6. Теория и практика. Собственно, вряд ли консультировал их по нашей отрасли какой-либо один авторитет, но все авторитеты, которым государственные и партийные органы доверяли, были одной школы — той, что господствовала в нашей науке. Возглавлял школу и, следовательно, всю науку Московский Академик. Коренастый, массивный, как глыба, с тяжелым лицом, он вздымался над нашей отраслью больше 30 лет и все это время давил всякое инакомыслие, искренне полагая, что делает благое дело. По его настоянию однажды несколько сотрудников провели сутки, вырезая мои тезисы из всего тиража сборника и замазывая мою фамилию в оглавлении. Потом, получив этот сборник, ученые из соцстран слали запросы о состоянии моего здоровья — они-то понимали, что значит фамилия, залитая черным. Но это была ложная тревога. Академик забежал вперед.
Безусловно талантливый человек, субъективно честный в науке — чего же еще желать от лидера? Но в его образовании были сильные пробелы — он не владел иностранными языками, плохо знал мировую научную литературу и придерживался сугубо консервативных устоев. Чем дальше, тем больше он терял чувство самоконтроля.
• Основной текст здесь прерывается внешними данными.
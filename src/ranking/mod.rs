mod combine;
mod ordinal;
pub mod team;
pub mod types;

pub use combine::combine_players;
pub use ordinal::assign_ranks;
pub use team::{rank_on_team, rank_team};
pub use types::{CombinedPlayer, PlayerKey};
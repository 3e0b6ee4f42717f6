pub mod settings;

pub use settings::{AppConfig, ExtractionSettings, RankingSettings};
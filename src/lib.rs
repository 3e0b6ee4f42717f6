pub mod config;
pub mod document;
pub mod domain;
pub mod errors;
pub mod parsers;
pub mod ranking;

pub use config::settings::{AppConfig, ExtractionSettings, RankingSettings};
pub use domain::{MvpSummary, PlayerPer, PlayoffOutcome, RankedPlayer, StatsPhase};
pub use errors::StatsError;
pub use parsers::{
    extract_team_urls, parse_num_mvp, parse_team_playoff_result, top_playoff_per,
    top_regular_season_per,
};
pub use ranking::{rank_on_team, rank_team};
use log::info;
use scraper::Html;

use super::SEASON_ROWS;
use crate::document::{select_all, select_href};

const TEAM_LINK: &str = r#"td[data-stat="team_name_abbr"] a"#;

/// Absolute URLs of the team-season pages linked from a player's per-game table.
///
/// One URL per linked row, in row order; a traded player's seasons yield one URL per team.
pub fn extract_team_urls(html: &Html, base_url: &str) -> Vec<String> {
    let urls: Vec<String> = select_all(html, SEASON_ROWS)
        .into_iter()
        .filter_map(|row| select_href(row, TEAM_LINK))
        .map(|href| build_url(base_url, &href))
        .collect();

    info!("  → Found {} team pages", urls.len());
    urls
}

fn build_url(base_url: &str, href: &str) -> String {
    format!("{}{}", base_url, href)
}
use thiserror::Error;

/// Data-integrity failures raised while reading stats pages
#[derive(Debug, Error, PartialEq)]
pub enum StatsError {
    /// A single season row carried more than one MVP voting finish
    #[error("more than one MVP award in season {year}: {awards:?}")]
    MultipleMvpAwards { year: String, awards: Vec<String> },
}

/// Add context to selector/regex construction errors
pub fn pattern_context(pattern: &str) -> String {
    format!("Failed to compile pattern: {}", pattern)
}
Человек страстный, он увлекался собственными гипотезами, и для него они быстро превращались в факты. А гипотезы вырастали из пристрастий, в частности из патриотических чувств и национальной гордости, а ведь эти чувства способны затуманивать зрение. И то, что он страстно хотел доказать, превращалось в исходный пункт его рассуждений. Для него и volens nolens для всех. Как и во всех науках у нас, отрасль жила в режиме монополии.
По всем параметрам я не вписывался в эту систему. Я продолжал традицию моего покойного учителя — он противостоял, где мог, Московскому Академику. Но более всего Академика раздражали мои стремления разработать для нашей отрасли специальную теорию. Я потратил на это много сил. И добился в этом деле некоторых успехов, какого-то признания.
В библиотеку прибыл вузовский учебник одной из соцстран. В учебнике содержалась целая галерея портретов: пятьдесят ученых должны были представлять развитие нашей науки с XVI в. до современности. Полистав учебник, мой друг съязвил: “Твой портрет есть, а его портрета нет? Это тебе так не пройдет”. Другой добавил: “И в теоретическом сборнике (из той же страны) — я посмотрел указатель: на тебя полсотни ссылок, а на него — четыре. Такое не прощается”. Я посмеялся: “Бросьте, ребята. Он такой мелочи и не заметит”. И получил ответ: “Он не заметит — ему подсунут”. Друзья и в самом деле были убеждены, что все дело в личном соперничестве. Это, конечно, не так: статус, вес фигур был несоизмерим.